Kathy Mort and Candy Peck remember some of the early days in Stillwater, and the five long-time Fallon families living out there. “The Kents, the deBragas, the Vieras and the Lawrences, and us, the Weishaupts. We all grew up together. Other families came and went, but these five stayed here, and we had fun out there.”
In 1914, grandparents Albert and Addie Weishaupt moved to Stillwater from Illinois, the first generation of their family to settle on a Stillwater ranch. At the time, Churchill County offered 40 and 80-acre parcels for free, as long as it was farmed, became the farmer's residence for at least seven months each year for three years, and the farmer paid the irrigation fees. The Weishaupts acquired some of that land and raised five children there - Lola, Donald, Elmer, Marvin, and Karl. Marvin (Biggie) married Georgia Rose (Pat) Temple, and they raised four children of their own on the ranch - Roland (Randy), Kathy, Rodney, and Candis (Candy). Between those four children, the family has grown to include 13 grandchildren, and 17 great-grandchildren so far.
Candy spoke of her family's early days. “Dad worked for Chevron right out of high school. He farmed when he was younger, and when the war started, he was urged by the government to return to farming because of the food shortages. So, in 1943 Dad bought part of the Freeman Ranch. After working his ranch for two years, he sold off three-quarters of the land keeping just under 500 acres for his family. Later when his two sons wanted to ranch with him, he bought back some of the lands he had sold. He loved his farm out in Stillwater, using mule teams to farm the land just like everyone else did back then.”
Kathy added, “Dad's younger brother Karl, who passed away recently, was the only family member to serve in the military. The rest of the family got married, and they took care of the farm. Mom and dad graduated from Churchill County High School together in 1938 and she was one year older than him. When they got married in 1940, she was 21 but he was only 20, and she had to sign for him so they could get married. Then dad bought his Fallon gas station that same year.”
After the Fallon Earthquake of 1954 happened, their mom Pat posed for a picture while sitting on the edge of a huge fissure that opened up in the middle of the road near Stillwater. That photograph was published in a San Francisco newspaper back then that the sisters still have a partial copy of.
The sisters also shared memories of their dad's haystacks. Candy said, “Dad had these huge haystacks, and in 1982 he had a haystack fire and no insurance. It was a form of farming insurance that he would put on during the farming season and then drop it at the end. Who would have thought the whole stack would go up from a lightning strike. Poor dad.”
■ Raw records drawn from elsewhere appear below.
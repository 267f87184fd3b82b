//! In-memory layer API.
//!
//! Behaves like the provider where reconciliation can tell the difference:
//! version numbers increase per layer name and are never reused, deleted
//! versions stay deleted, and `CodeSha256` is the digest of the published
//! bytes. Bucket-backed publishes read the object from a [`MemoryUploader`],
//! so publishing before uploading fails the same way it would remotely.

use std::collections::{BTreeMap, HashMap, HashSet};
use std::sync::atomic::{AtomicBool, AtomicUsize, Ordering};
use std::sync::{Arc, RwLock};

use async_trait::async_trait;
use lamina_core::{
    CodeDigest, LayerArn, LayerContent, LayerError, LayerResult, LayerVersionArn, PublishRequest,
    PublishedVersion, RemoteLayerDescriptor,
};

use super::LayerGateway;
use crate::upload::MemoryUploader;

#[derive(Debug, Clone)]
struct StoredVersion {
    description: String,
    content_hash: CodeDigest,
    runtimes: Vec<String>,
    statement_ids: Vec<String>,
}

#[derive(Debug, Default)]
struct StoredLayer {
    latest: u64,
    versions: BTreeMap<u64, StoredVersion>,
}

/// Counts of calls made against a [`MemoryGateway`].
#[derive(Debug, Default)]
struct CallCounts {
    publish: AtomicUsize,
    fetch: AtomicUsize,
    delete: AtomicUsize,
    list: AtomicUsize,
}

/// In-memory [`LayerGateway`] for tests and local dry runs.
#[derive(Debug)]
pub struct MemoryGateway {
    region: String,
    account: String,
    layers: RwLock<HashMap<String, StoredLayer>>,
    objects: Option<Arc<MemoryUploader>>,
    failing_deletes: RwLock<HashSet<(String, u64)>>,
    failing_permissions: AtomicBool,
    calls: CallCounts,
}

impl Default for MemoryGateway {
    fn default() -> Self {
        Self::new("us-east-1")
    }
}

impl MemoryGateway {
    /// Create an empty gateway for `region`.
    #[must_use]
    pub fn new(region: impl Into<String>) -> Self {
        Self {
            region: region.into(),
            account: "000000000000".to_owned(),
            layers: RwLock::new(HashMap::new()),
            objects: None,
            failing_deletes: RwLock::new(HashSet::new()),
            failing_permissions: AtomicBool::new(false),
            calls: CallCounts::default(),
        }
    }

    /// Resolve bucket-backed publishes against `uploader`.
    #[must_use]
    pub fn with_objects(mut self, uploader: Arc<MemoryUploader>) -> Self {
        self.objects = Some(uploader);
        self
    }

    /// Make deletes of `name:version` fail with a provider error.
    pub fn fail_deletes_of(&self, name: &str, version: u64) -> LayerResult<()> {
        let mut failing = self
            .failing_deletes
            .write()
            .map_err(|_| LayerError::internal("lock poisoned"))?;
        failing.insert((name.to_owned(), version));
        Ok(())
    }

    /// Make every permission grant fail with a provider error.
    pub fn fail_permissions(&self) {
        self.failing_permissions.store(true, Ordering::SeqCst);
    }

    /// Version ARN this gateway assigns to `name:version`.
    #[must_use]
    pub fn version_arn(&self, name: &str, version: u64) -> LayerVersionArn {
        self.layer_arn(name).version(version)
    }

    /// Statement ids granted on a version, if it exists.
    pub fn permissions(&self, arn: &LayerVersionArn) -> LayerResult<Option<Vec<String>>> {
        let layers = self
            .layers
            .read()
            .map_err(|_| LayerError::internal("lock poisoned"))?;
        Ok(layers
            .get(arn.name())
            .and_then(|l| l.versions.get(&arn.version()))
            .map(|v| v.statement_ids.clone()))
    }

    /// Number of publish calls made.
    #[must_use]
    pub fn publish_calls(&self) -> usize {
        self.calls.publish.load(Ordering::SeqCst)
    }

    /// Number of fetch calls made.
    #[must_use]
    pub fn fetch_calls(&self) -> usize {
        self.calls.fetch.load(Ordering::SeqCst)
    }

    /// Number of delete calls made.
    #[must_use]
    pub fn delete_calls(&self) -> usize {
        self.calls.delete.load(Ordering::SeqCst)
    }

    /// Number of list calls made.
    #[must_use]
    pub fn list_calls(&self) -> usize {
        self.calls.list.load(Ordering::SeqCst)
    }

    fn layer_arn(&self, name: &str) -> LayerArn {
        LayerArn::from_parts(&self.region, &self.account, name)
    }

    async fn content_digest(&self, content: &LayerContent) -> LayerResult<CodeDigest> {
        match content {
            LayerContent::Inline(bytes) => Ok(CodeDigest::of(bytes)),
            LayerContent::S3 { bucket, key } => {
                let objects = self.objects.as_ref().ok_or_else(|| {
                    LayerError::provider("PublishLayerVersion", "no object storage attached")
                })?;
                let data = objects.get(bucket, key).await?.ok_or_else(|| {
                    LayerError::provider(
                        "PublishLayerVersion",
                        format!("InvalidParameterValueException: s3://{bucket}/{key} does not exist"),
                    )
                })?;
                Ok(CodeDigest::of(&data))
            }
        }
    }
}

#[async_trait]
impl LayerGateway for MemoryGateway {
    async fn publish(&self, request: PublishRequest) -> LayerResult<PublishedVersion> {
        self.calls.publish.fetch_add(1, Ordering::SeqCst);
        let content_hash = self.content_digest(&request.content).await?;

        let mut layers = self
            .layers
            .write()
            .map_err(|_| LayerError::internal("lock poisoned"))?;
        let layer = layers.entry(request.name.clone()).or_default();
        layer.latest += 1;
        let version = layer.latest;
        layer.versions.insert(
            version,
            StoredVersion {
                description: request.description,
                content_hash,
                runtimes: request.runtimes,
                statement_ids: Vec::new(),
            },
        );

        let layer_arn = self.layer_arn(&request.name);
        Ok(PublishedVersion {
            version_arn: layer_arn.version(version),
            layer_arn,
            version,
        })
    }

    async fn fetch(&self, arn: &LayerVersionArn) -> LayerResult<Option<RemoteLayerDescriptor>> {
        self.calls.fetch.fetch_add(1, Ordering::SeqCst);
        let layers = self
            .layers
            .read()
            .map_err(|_| LayerError::internal("lock poisoned"))?;

        let Some(stored) = layers
            .get(arn.name())
            .and_then(|l| l.versions.get(&arn.version()))
        else {
            return Ok(None);
        };

        Ok(Some(RemoteLayerDescriptor {
            name: arn.name().to_owned(),
            description: stored.description.clone(),
            content_hash: stored.content_hash,
            runtimes: stored.runtimes.clone(),
            version_arn: self.version_arn(arn.name(), arn.version()),
            bucket: None,
        }))
    }

    async fn delete_version(&self, arn: &LayerVersionArn) -> LayerResult<()> {
        self.calls.delete.fetch_add(1, Ordering::SeqCst);
        // Yield so concurrent deletes genuinely interleave.
        tokio::task::yield_now().await;

        let failing = self
            .failing_deletes
            .read()
            .map_err(|_| LayerError::internal("lock poisoned"))?
            .contains(&(arn.name().to_owned(), arn.version()));
        if failing {
            return Err(LayerError::provider(
                "DeleteLayerVersion",
                format!("AccessDeniedException: not allowed to delete {arn}"),
            ));
        }

        let mut layers = self
            .layers
            .write()
            .map_err(|_| LayerError::internal("lock poisoned"))?;
        if let Some(layer) = layers.get_mut(arn.name()) {
            layer.versions.remove(&arn.version());
        }
        Ok(())
    }

    async fn list_versions(&self, name: &str) -> LayerResult<Vec<u64>> {
        self.calls.list.fetch_add(1, Ordering::SeqCst);
        let layers = self
            .layers
            .read()
            .map_err(|_| LayerError::internal("lock poisoned"))?;
        Ok(layers
            .get(name)
            .map(|l| l.versions.keys().copied().collect())
            .unwrap_or_default())
    }

    async fn add_permission(&self, arn: &LayerVersionArn, statement_id: &str) -> LayerResult<()> {
        if self.failing_permissions.load(Ordering::SeqCst) {
            return Err(LayerError::provider(
                "AddLayerVersionPermission",
                format!("AccessDeniedException: not allowed to share {arn}"),
            ));
        }

        let mut layers = self
            .layers
            .write()
            .map_err(|_| LayerError::internal("lock poisoned"))?;
        let version = layers
            .get_mut(arn.name())
            .and_then(|l| l.versions.get_mut(&arn.version()))
            .ok_or_else(|| {
                LayerError::provider(
                    "AddLayerVersionPermission",
                    format!("ResourceNotFoundException: {arn}"),
                )
            })?;

        if version.statement_ids.iter().any(|s| s == statement_id) {
            return Err(LayerError::provider(
                "AddLayerVersionPermission",
                format!("ResourceConflictException: statement {statement_id} exists"),
            ));
        }
        version.statement_ids.push(statement_id.to_owned());
        Ok(())
    }
}

#[cfg(test)]
#[allow(clippy::unwrap_used)]
mod tests {
    use super::*;

    fn inline(name: &str, description: &str, bytes: &[u8]) -> PublishRequest {
        PublishRequest {
            name: name.to_owned(),
            description: description.to_owned(),
            runtimes: vec!["python3.12".to_owned()],
            content: LayerContent::Inline(bytes.to_vec()),
        }
    }

    #[tokio::test]
    async fn publish_then_fetch_round_trips_metadata() {
        let gateway = MemoryGateway::default();
        let published = gateway.publish(inline("deps", "d1", b"zip")).await.unwrap();

        assert_eq!(published.version, 1);
        assert_eq!(published.version_arn.name(), "deps");
        assert_eq!(published.layer_arn, published.version_arn.layer_arn());

        let fetched = gateway
            .fetch(&published.version_arn)
            .await
            .unwrap()
            .unwrap();
        assert_eq!(fetched.description, "d1");
        assert_eq!(fetched.runtimes, vec!["python3.12"]);
        assert_eq!(fetched.content_hash, CodeDigest::of(b"zip"));
        assert_eq!(fetched.version_arn, published.version_arn);
    }

    #[tokio::test]
    async fn content_hash_tracks_bytes() {
        let gateway = MemoryGateway::default();
        let v1 = gateway.publish(inline("deps", "d", b"a")).await.unwrap();
        let v2 = gateway.publish(inline("deps", "d", b"a")).await.unwrap();
        let v3 = gateway.publish(inline("deps", "d", b"b")).await.unwrap();

        let hash = |d: Option<RemoteLayerDescriptor>| d.unwrap().content_hash;
        let h1 = hash(gateway.fetch(&v1.version_arn).await.unwrap());
        let h2 = hash(gateway.fetch(&v2.version_arn).await.unwrap());
        let h3 = hash(gateway.fetch(&v3.version_arn).await.unwrap());
        assert_eq!(h1, h2);
        assert_ne!(h2, h3);
    }

    #[tokio::test]
    async fn versions_are_never_reused() {
        let gateway = MemoryGateway::default();
        let v1 = gateway.publish(inline("deps", "d", b"a")).await.unwrap();
        gateway.delete_version(&v1.version_arn).await.unwrap();
        let v2 = gateway.publish(inline("deps", "d", b"a")).await.unwrap();

        assert_eq!(v2.version, 2);
        assert_eq!(gateway.list_versions("deps").await.unwrap(), vec![2]);
    }

    #[tokio::test]
    async fn missing_versions_are_absent_and_deletable() {
        let gateway = MemoryGateway::default();
        let arn = gateway.version_arn("ghost", 4);

        assert!(gateway.fetch(&arn).await.unwrap().is_none());
        gateway.delete_version(&arn).await.unwrap();
        assert!(gateway.list_versions("ghost").await.unwrap().is_empty());
    }

    #[tokio::test]
    async fn bucket_publish_requires_uploaded_object() {
        let uploader = Arc::new(MemoryUploader::new());
        let gateway = MemoryGateway::default().with_objects(Arc::clone(&uploader));
        let request = PublishRequest {
            content: LayerContent::S3 {
                bucket: "artifacts".to_owned(),
                key: "abc123.zip".to_owned(),
            },
            ..inline("deps", "d", b"")
        };

        let err = gateway.publish(request.clone()).await.unwrap_err();
        assert!(matches!(err, LayerError::Provider { .. }));

        uploader
            .put("artifacts", "abc123.zip", b"archive".to_vec())
            .await
            .unwrap();
        let published = gateway.publish(request).await.unwrap();
        let fetched = gateway.fetch(&published.version_arn).await.unwrap().unwrap();
        assert_eq!(fetched.content_hash, CodeDigest::of(b"archive"));
    }

    #[tokio::test]
    async fn permissions_are_recorded_per_version() {
        let gateway = MemoryGateway::default();
        let v1 = gateway.publish(inline("deps", "d", b"a")).await.unwrap();

        gateway.add_permission(&v1.version_arn, "s1").await.unwrap();
        assert_eq!(
            gateway.permissions(&v1.version_arn).unwrap(),
            Some(vec!["s1".to_owned()])
        );
        assert!(gateway.add_permission(&v1.version_arn, "s1").await.is_err());
    }

    #[tokio::test]
    async fn injected_delete_failures_surface_as_provider_errors() {
        let gateway = MemoryGateway::default();
        let v1 = gateway.publish(inline("deps", "d", b"a")).await.unwrap();
        gateway.fail_deletes_of("deps", 1).unwrap();

        let err = gateway.delete_version(&v1.version_arn).await.unwrap_err();
        assert!(err.to_string().contains("AccessDenied"));
        assert_eq!(gateway.list_versions("deps").await.unwrap(), vec![1]);
    }
}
The sisters enjoyed talking about their dad, and all that he was involved in. They said he was the President of the TCID Board for 30 years who had no compunction about standing up for the county's fair share of water allocations from the Newlands Project. He was an ardent supporter of the 4H and a member of numerous local organizations such as the Cattlemen's and the Hay Growers Associations.
Candy described her own family, saying “I had two girls, Elaine and Becky. I didn't keep the four-child tradition going, I quit after two and didn't give them nicknames. But I do have four grandchildren, 2 boys, and 2 girls, Coby, Dax, Cala, Cassie. “
Kathy said, “I did keep up the tradition going with four children some with nicknames. I had Marla who passed away last year, and she had two children, Delaney and Stanley. Marvin is the next child named after his grandfather. Then I had Lisa whose real name is Meredith, and she has one child, Kendra. Melinda was my fourth, but Lisa couldn't say it so well, instead calling her Lenaday and that just stuck.”
The family ranch mostly grows alfalfa now, but back when their dad got it started, the family grew sugar beets. Neither sister recalled raising the beets, but Kathy does remember the cows and the sheep. “I remember when we had the chicken house, and we had a bunkhouse for the ranch hands.”
Kathy went on to say, “We lived closer to town and didn't move back to the ranch until after mom and dad both passed away in 2002. And then my husband passed away the following year.” After a pause, Candy teased her about moving back by saying, “Yeah, and I had to teach her how to irrigate and everything when she moved back. I knew how to run all of the equipment and had to teach her all that too.” Kathy still lives in Stillwater on the family ranch, and conversely, Candy now lives closer to town in the Lovelock Highway area. Life does have a way of switching things up sometimes.